* _Work to be completed_
Lines containing the word "VecDeque" are to be copied from the data below.

[Saved data entries]
______
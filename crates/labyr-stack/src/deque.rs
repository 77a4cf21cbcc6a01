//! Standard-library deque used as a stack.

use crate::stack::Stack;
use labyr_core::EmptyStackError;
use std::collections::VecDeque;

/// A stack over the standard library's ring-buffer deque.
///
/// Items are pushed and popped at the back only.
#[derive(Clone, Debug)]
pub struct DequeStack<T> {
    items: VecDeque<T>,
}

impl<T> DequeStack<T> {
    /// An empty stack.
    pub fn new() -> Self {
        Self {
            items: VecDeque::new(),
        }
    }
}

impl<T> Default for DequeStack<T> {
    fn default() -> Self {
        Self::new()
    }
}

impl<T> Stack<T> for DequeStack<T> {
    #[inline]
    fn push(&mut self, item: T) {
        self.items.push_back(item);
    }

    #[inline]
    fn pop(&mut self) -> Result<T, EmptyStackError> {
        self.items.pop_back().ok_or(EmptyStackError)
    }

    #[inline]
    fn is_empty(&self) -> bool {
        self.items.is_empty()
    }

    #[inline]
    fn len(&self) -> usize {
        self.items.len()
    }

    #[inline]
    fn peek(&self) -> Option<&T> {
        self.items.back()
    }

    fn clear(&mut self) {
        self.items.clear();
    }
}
______
* _Response to the task_
use std::collections::VecDeque;
    items: VecDeque<T>,
            items: VecDeque::new(),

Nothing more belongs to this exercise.